Los derribos de infraviviendas, perpetrados sin previo aviso y en presencia de las fuerzas de orden público dolieron mucho.

En la Cañada no puede faltar un Gallinero que es una porción del barrio. Y en ello ven sus habitantes un parecido más con la ciudad que presume del más artístico y famoso gallinero del mundo. Como las obras de la última autovía habían desnivelado el suelo, una tromba de agua anegó el poblado de El Ga­llinero, cubriendo las chabolas con un metro de agua y lodo. Primero llegaron las cámaras de T.V. Sólo después los bomberos. Se veían imágenes desoladoras. Las familias se habían quedado sin nada. Reinaba el silencio, la desolación y la tristeza. Menos en los niños que se hacían barcas con las puertas desvencijadas que antes habían cerrado sus chabolas. Ahora les servían para navegar con ellas sobre el cieno y el barro.
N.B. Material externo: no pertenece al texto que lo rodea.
//! Gallery snapshot file.
//!
//! The snapshot is one JSON object holding three parallel arrays:
//! `encodings`, `names`, and `ids`, plus a fourth, `model_versions`, when
//! any entry carries one. serde_json writes the shortest float
//! text that parses back to the same `f32`, so a load after a save yields
//! bit-identical embeddings.

use crate::types::{Embedding, EnrolledFace};
use serde::{Deserialize, Serialize};
use std::collections::HashSet;
use std::fs;
use std::io::{BufWriter, Write};
use std::path::{Path, PathBuf};
use tempfile::NamedTempFile;
use thiserror::Error;

#[derive(Error, Debug)]
pub enum GalleryError {
    #[error("failed to read gallery snapshot {path}: {source}")]
    Read {
        path: PathBuf,
        #[source]
        source: std::io::Error,
    },
    #[error("failed to write gallery snapshot {path}: {source}")]
    Write {
        path: PathBuf,
        #[source]
        source: std::io::Error,
    },
    #[error("gallery snapshot {path} is corrupt: {message}")]
    Corrupt { path: PathBuf, message: String },
    #[error("embedding for '{identity}' contains a non-finite value")]
    NonFinite { identity: String },
    #[error("json: {0}")]
    Json(#[from] serde_json::Error),
}

#[derive(Debug, Default, Serialize, Deserialize)]
struct Snapshot {
    encodings: Vec<Vec<f32>>,
    names: Vec<String>,
    ids: Vec<String>,
    #[serde(default, skip_serializing_if = "Vec::is_empty")]
    model_versions: Vec<Option<String>>,
}

/// Read a gallery snapshot.
///
/// A missing file is reported as `GalleryError::Read` with `NotFound`; the
/// caller decides whether that is an empty gallery.
pub fn load(path: &Path) -> Result<Vec<EnrolledFace>, GalleryError> {
    let data = fs::read(path).map_err(|source| GalleryError::Read {
        path: path.to_path_buf(),
        source,
    })?;

    let snapshot: Snapshot =
        serde_json::from_slice(&data).map_err(|err| GalleryError::Corrupt {
            path: path.to_path_buf(),
            message: err.to_string(),
        })?;

    validate(path, &snapshot)?;

    let Snapshot {
        encodings,
        names,
        ids,
        model_versions,
    } = snapshot;
    let mut versions = model_versions.into_iter();

    Ok(encodings
        .into_iter()
        .zip(names)
        .zip(ids)
        .map(|((values, display_name), identity)| EnrolledFace {
            identity,
            display_name,
            embedding: Embedding {
                values,
                model_version: versions.next().flatten(),
            },
        })
        .collect())
}

fn validate(path: &Path, snapshot: &Snapshot) -> Result<(), GalleryError> {
    let corrupt = |message: String| GalleryError::Corrupt {
        path: path.to_path_buf(),
        message,
    };

    let n = snapshot.encodings.len();
    if snapshot.names.len() != n || snapshot.ids.len() != n {
        return Err(corrupt(format!(
            "parallel arrays differ in length: {} encodings, {} names, {} ids",
            n,
            snapshot.names.len(),
            snapshot.ids.len()
        )));
    }
    if !snapshot.model_versions.is_empty() && snapshot.model_versions.len() != n {
        return Err(corrupt(format!(
            "{} model versions for {n} encodings",
            snapshot.model_versions.len()
        )));
    }

    if let Some(first) = snapshot.encodings.first() {
        let dim = first.len();
        if dim == 0 {
            return Err(corrupt("empty encoding".into()));
        }
        if let Some(bad) = snapshot.encodings.iter().position(|e| e.len() != dim) {
            return Err(corrupt(format!(
                "encoding {bad} has {} values, expected {dim}",
                snapshot.encodings[bad].len()
            )));
        }
    }

    let mut seen = HashSet::with_capacity(n);
    for id in &snapshot.ids {
        if !seen.insert(id.as_str()) {
            return Err(corrupt(format!("duplicate identity '{id}'")));
        }
    }

    Ok(())
}

/// Atomically overwrite the snapshot at `path` with `faces`.
///
/// Writes to a temporary file in the same directory, syncs it, then renames
/// it over the target.
pub fn save(path: &Path, faces: &[EnrolledFace]) -> Result<(), GalleryError> {
    let write_err = |source: std::io::Error| GalleryError::Write {
        path: path.to_path_buf(),
        source,
    };

    let parent = match path.parent() {
        Some(p) if !p.as_os_str().is_empty() => p,
        _ => Path::new("."),
    };
    // JSON has no NaN or infinity; serde_json would write `null`.
    if let Some(bad) = faces.iter().find(|f| !f.embedding.is_finite()) {
        return Err(GalleryError::NonFinite {
            identity: bad.identity.clone(),
        });
    }
    fs::create_dir_all(parent).map_err(write_err)?;

    let model_versions = if faces.iter().any(|f| f.embedding.model_version.is_some()) {
        faces.iter().map(|f| f.embedding.model_version.clone()).collect()
    } else {
        Vec::new()
    };
    let snapshot = Snapshot {
        encodings: faces.iter().map(|f| f.embedding.values.clone()).collect(),
        names: faces.iter().map(|f| f.display_name.clone()).collect(),
        ids: faces.iter().map(|f| f.identity.clone()).collect(),
        model_versions,
    };
    let serialized = serde_json::to_vec(&snapshot)?;

    let mut tmp = NamedTempFile::new_in(parent).map_err(write_err)?;
    {
        let mut writer = BufWriter::new(tmp.as_file_mut());
        writer.write_all(&serialized).map_err(write_err)?;
        writer.flush().map_err(write_err)?;
    }
    tmp.as_file().sync_all().map_err(write_err)?;
    tmp.persist(path).map_err(|err| write_err(err.error))?;

    tracing::debug!(path = %path.display(), faces = faces.len(), "gallery snapshot written");
    Ok(())
}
La cañada oscura del salmo 22 que hemos citado, se convertirá en Calzada so­lidaria en la que se encuentre una vivienda digna, una escolarización suficiente y una sanidad que a todos alcance. Los voluntarios que trabajan solidariamente por estos grupos humanos hacen lo que deben buscando primero la promo­ción de los propios vecinos, porque ellos serán los actores más eficaces de su propio desarrollo. Pero también las administraciones, la local, la autonómica y
la nacional, o poniéndoles sus nombres actuales, Gallardón, Aguirre y Zapatero, deben sentir esos problemas como de su incumbencia, porque tienen ahí unos ciudadanos tan de primera línea como cualquier otro. Santo Domingo de la Calzada, su patrono y el nuestro, les dio siempre la preferencia.


1 comentarios:

VANESSA dijo...

Señores de dios,por favor!sean un poquito serios,dejen de lado su moralismo religioso y ajustense a la realidad material.
El poblado del Gallinero,NO PERTENECE A LA CAÑADA REAL y no esta asentado en ninguna via pecuaria.No tiene nada que ver con la cañada real y con la inmensa mayoria de sus habitantes,ni urbanistacamente,ni socialmente y por lo tanto no puede tener la misma solucion legal o social.
Por otro lado deben saber que las familias de narcos y delincuentes que se asentaron estos ultimos años en un punto muy concreto de la cañada valdemingomez(que viven de envenenar a la juventud de nuestros barrios obreros)tampoco representan de ningun modo a la gran mayoria de los habitantes de la cañada real.
Los medios de comunicacion y sus intereses siempre hablan de una zona de la cañada que no ocupa mas de 2 km,por que es lo que genera morbo a la opinon publica e ignoran a las familias obreras que viven alli y son la inmensa mayoria en 15km de cañada.
Los origenes de los asentamientos en cañada,vienen de mas de 50 años y son fruto de un decreto ley de la epoca que permite hacer huertas y casetas de campo.
La gran mayoria de estos vecinos y vecinas que tienen su casa en cañada la HICIERON ELLOS MISMOS POR QUE SON OBREROS DE LA CONSTRUCCION Y SE VIERON OBLIGADOS POR LAS NECESIDADES SOCIALES.
La dejadez de las autoridades durante todos estos años a permitido el asentamiento de todos estos vecinos.
La sociedad y las autoridades tienen una gran deuda con estos vecinos y vecinas.
Todos los terrenos que rodean la via pecuaria estan amenazados por grandes planes urbanisticos y ahora es cuando los habitantes y sus hogares entorpecen el desarrollo de los negocios de los amiguetes y constructores de los ayuntamientos.
TODOS LOS HABITANTES DE LA CAÑADA TIENEN LOS MISMOS DERECHOS,inluidos los que llevan mas de 20,30 40 y 50 años y tienen sus casas fruto de un enorme esfuerzo personal y economico.
Ustedes no ayudan a las familias obreras que viven en la cañada y que son la gran mayoria de los que la habitan.
Para ustedes un obrero que vive de vender su fuerza de trabajo para recibir un misero salario y que esta explotado como un exclavo moderno,es un privilegiado ante un camello o un canalla que vive de substraer cable del alumbrado PUBLICO.
Ustedes ayudan a este tipo de gente y excluyen a las familias obreras.Hablan de personas primero,pero separan a unas personas de otras.Las personas primero,pero sin las personas.
Ustedes llaman usurpadores de suelo publico a los habitantes de la cañada pero dicen tener su iglesia y sede en dicha cañada.